== WORK ITEM ==
Every entry should be copied exactly, with nothing added or dropped.

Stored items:

────

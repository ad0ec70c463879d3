use clap::{Parser, Subcommand};

/// Collects the ballots of a weekend poll and tallies them.
///
/// The ballots are stored in the key-value store when KV_REST_API_URL and
/// KV_REST_API_TOKEN are set, and in a local JSON file otherwise.
#[derive(Parser, Debug, Clone)]
#[clap(author, version, about, long_about = None)]
pub struct Args {
    /// (file path, optional) A JSON configuration file with the keys dataFile, kvKey and kvTimeoutMs.
    #[clap(short, long, value_parser)]
    pub config: Option<String>,

    /// (file path) The file holding the votes when no key-value store is configured.
    /// Setting this option overrides POLL_DATA_FILE and the path that may be specified with the --config option.
    #[clap(long, value_parser)]
    pub data_file: Option<String>,

    // Other arguments
    /// If passed as an argument, will turn on verbose logging to the standard output.
    #[clap(long, takes_value = false)]
    pub verbose: bool,

    #[clap(subcommand)]
    pub command: Command,
}

#[derive(Subcommand, Debug, Clone)]
pub enum Command {
    /// Records a vote. A second vote under the same name (ignoring case) replaces the first one.
    Submit(SubmitArgs),
    /// Prints the results of the poll.
    Results(ResultsArgs),
    /// Prints all the stored votes.
    List,
}

#[derive(clap::Args, Debug, Clone)]
pub struct SubmitArgs {
    /// The name of the voter.
    #[clap(short, long, value_parser)]
    pub name: Option<String>,

    /// A weekend the voter is available for. Repeat the flag to select several weekends.
    #[clap(short, long = "weekend", value_parser)]
    pub weekends: Vec<String>,

    /// (yes or no, optional) Whether the voter can drive.
    #[clap(long, value_parser = parse_answer)]
    pub can_drive: Option<bool>,

    /// (yes or no, optional) Whether the voter has an Ikon pass.
    #[clap(long, value_parser = parse_answer)]
    pub ikon_pass: Option<bool>,

    /// (yes or no, optional) Whether the voter is willing to pitch in for the jet.
    #[clap(long, value_parser = parse_answer)]
    pub pitch_jet: Option<bool>,

    /// (file path or '-') A raw vote in JSON format, as sent by the poll form.
    /// When given, --name and --weekend are not allowed.
    #[clap(short, long, value_parser, conflicts_with_all = &["name", "weekends"])]
    pub input: Option<String>,
}

#[derive(clap::Args, Debug, Clone)]
pub struct ResultsArgs {
    /// Prints the results in JSON format, as served to the dashboard.
    #[clap(long, takes_value = false)]
    pub json: bool,

    /// (file path) If specified, the results will also be written in JSON format to the given location.
    #[clap(short, long, value_parser)]
    pub out: Option<String>,

    /// (file path) A reference file containing the expected results in JSON format. If provided, polltally will
    /// check that the computed results match the reference.
    #[clap(short, long, value_parser)]
    pub reference: Option<String>,
}

fn parse_answer(s: &str) -> Result<bool, String> {
    match s.trim().to_lowercase().as_str() {
        "yes" | "y" | "true" => Ok(true),
        "no" | "n" | "false" => Ok(false),
        x => Err(format!("expected yes or no, got {:?}", x)),
    }
}

#[cfg(test)]
mod tests {
    use super::*;

    #[test]
    fn submit_flags() {
        let args = Args::parse_from([
            "polltally",
            "--data-file",
            "votes.json",
            "submit",
            "--name",
            "Ann",
            "--weekend",
            "Jan 16-18",
            "-w",
            "Feb 13-15",
            "--can-drive",
            "yes",
            "--pitch-jet",
            "No",
        ]);
        assert_eq!(args.data_file, Some("votes.json".to_string()));
        match args.command {
            Command::Submit(s) => {
                assert_eq!(s.name, Some("Ann".to_string()));
                assert_eq!(s.weekends, vec!["Jan 16-18", "Feb 13-15"]);
                assert_eq!(s.can_drive, Some(true));
                assert_eq!(s.ikon_pass, None);
                assert_eq!(s.pitch_jet, Some(false));
                assert_eq!(s.input, None);
            }
            c => panic!("unexpected command {:?}", c),
        }
    }

    #[test]
    fn input_excludes_flags() {
        assert!(Args::try_parse_from(["polltally", "submit", "--input", "-", "--name", "Ann"]).is_err());
        assert!(Args::try_parse_from(["polltally", "submit", "--can-drive", "maybe"]).is_err());
    }

    #[test]
    fn results_flags() {
        let args = Args::parse_from(["polltally", "--verbose", "results", "--json", "-o", "out.json"]);
        assert!(args.verbose);
        match args.command {
            Command::Results(r) => {
                assert!(r.json);
                assert_eq!(r.out, Some("out.json".to_string()));
                assert_eq!(r.reference, None);
            }
            c => panic!("unexpected command {:?}", c),
        }
    }
}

────

== SOLUTION FOR THIS EXERCISE ==
repository ad0ec70c463879d3
use clap::{Parser, Subcommand};

/// Collects the ballots of a weekend poll and tallies them.
///
/// The ballots are stored in the key-value store when KV_REST_API_URL and
/// KV_REST_API_TOKEN are set, and in a local JSON file otherwise.
#[derive(Parser, Debug, Clone)]
#[clap(author, version, about, long_about = None)]
pub struct Args {
    /// (file path, optional) A JSON configuration file with the keys dataFile, kvKey and kvTimeoutMs.
    #[clap(short, long, value_parser)]
    pub config: Option<String>,

    /// (file path) The file holding the votes when no key-value store is configured.
    /// Setting this option overrides POLL_DATA_FILE and the path that may be specified with the --config option.
    #[clap(long, value_parser)]
    pub data_file: Option<String>,

    // Other arguments
    /// If passed as an argument, will turn on verbose logging to the standard output.
    #[clap(long, takes_value = false)]
    pub verbose: bool,

    #[clap(subcommand)]
    pub command: Command,
}

#[derive(Subcommand, Debug, Clone)]
pub enum Command {
    /// Records a vote. A second vote under the same name (ignoring case) replaces the first one.
    Submit(SubmitArgs),
    /// Prints the results of the poll.
    Results(ResultsArgs),
    /// Prints all the stored votes.
    List,
}

#[derive(clap::Args, Debug, Clone)]
pub struct SubmitArgs {
    /// The name of the voter.
    #[clap(short, long, value_parser)]
    pub name: Option<String>,

    /// A weekend the voter is available for. Repeat the flag to select several weekends.
    #[clap(short, long = "weekend", value_parser)]
    pub weekends: Vec<String>,

    /// (yes or no, optional) Whether the voter can drive.
    #[clap(long, value_parser = parse_answer)]
    pub can_drive: Option<bool>,

    /// (yes or no, optional) Whether the voter has an Ikon pass.
    #[clap(long, value_parser = parse_answer)]
    pub ikon_pass: Option<bool>,

    /// (yes or no, optional) Whether the voter is willing to pitch in for the jet.
    #[clap(long, value_parser = parse_answer)]
    pub pitch_jet: Option<bool>,

    /// (file path or '-') A raw vote in JSON format, as sent by the poll form.
    /// When given, --name and --weekend are not allowed.
    #[clap(short, long, value_parser, conflicts_with_all = &["name", "weekends"])]
    pub input: Option<String>,
}

#[derive(clap::Args, Debug, Clone)]
pub struct ResultsArgs {
    /// Prints the results in JSON format, as served to the dashboard.
    #[clap(long, takes_value = false)]
    pub json: bool,

    /// (file path) If specified, the results will also be written in JSON format to the given location.
    #[clap(short, long, value_parser)]
    pub out: Option<String>,

    /// (file path) A reference file containing the expected results in JSON format. If provided, polltally will
    /// check that the computed results match the reference.
    #[clap(short, long, value_parser)]
    pub reference: Option<String>,
}

fn parse_answer(s: &str) -> Result<bool, String> {
    match s.trim().to_lowercase().as_str() {
        "yes" | "y" | "true" => Ok(true),
        "no" | "n" | "false" => Ok(false),
        x => Err(format!("expected yes or no, got {:?}", x)),
    }
}

#[cfg(test)]
mod tests {
    use super::*;

    #[test]
    fn submit_flags() {
        let args = Args::parse_from([
            "polltally",
            "--data-file",
            "votes.json",
            "submit",
            "--name",
            "Ann",
            "--weekend",
            "Jan 16-18",
            "-w",
            "Feb 13-15",
            "--can-drive",
            "yes",
            "--pitch-jet",
            "No",
        ]);
        assert_eq!(args.data_file, Some("votes.json".to_string()));
        match args.command {
            Command::Submit(s) => {
                assert_eq!(s.name, Some("Ann".to_string()));
                assert_eq!(s.weekends, vec!["Jan 16-18", "Feb 13-15"]);
                assert_eq!(s.can_drive, Some(true));
                assert_eq!(s.ikon_pass, None);
                assert_eq!(s.pitch_jet, Some(false));
                assert_eq!(s.input, None);
            }
            c => panic!("unexpected command {:?}", c),
        }
    }

    #[test]
    fn input_excludes_flags() {
        assert!(Args::try_parse_from(["polltally", "submit", "--input", "-", "--name", "Ann"]).is_err());
        assert!(Args::try_parse_from(["polltally", "submit", "--can-drive", "maybe"]).is_err());
    }

    #[test]
    fn results_flags() {
        let args = Args::parse_from(["polltally", "--verbose", "results", "--json", "-o", "out.json"]);
        assert!(args.verbose);
        match args.command {
            Command::Results(r) => {
                assert!(r.json);
                assert_eq!(r.out, Some("out.json".to_string()));
                assert_eq!(r.reference, None);
            }
            c => panic!("unexpected command {:?}", c),
        }
    }
}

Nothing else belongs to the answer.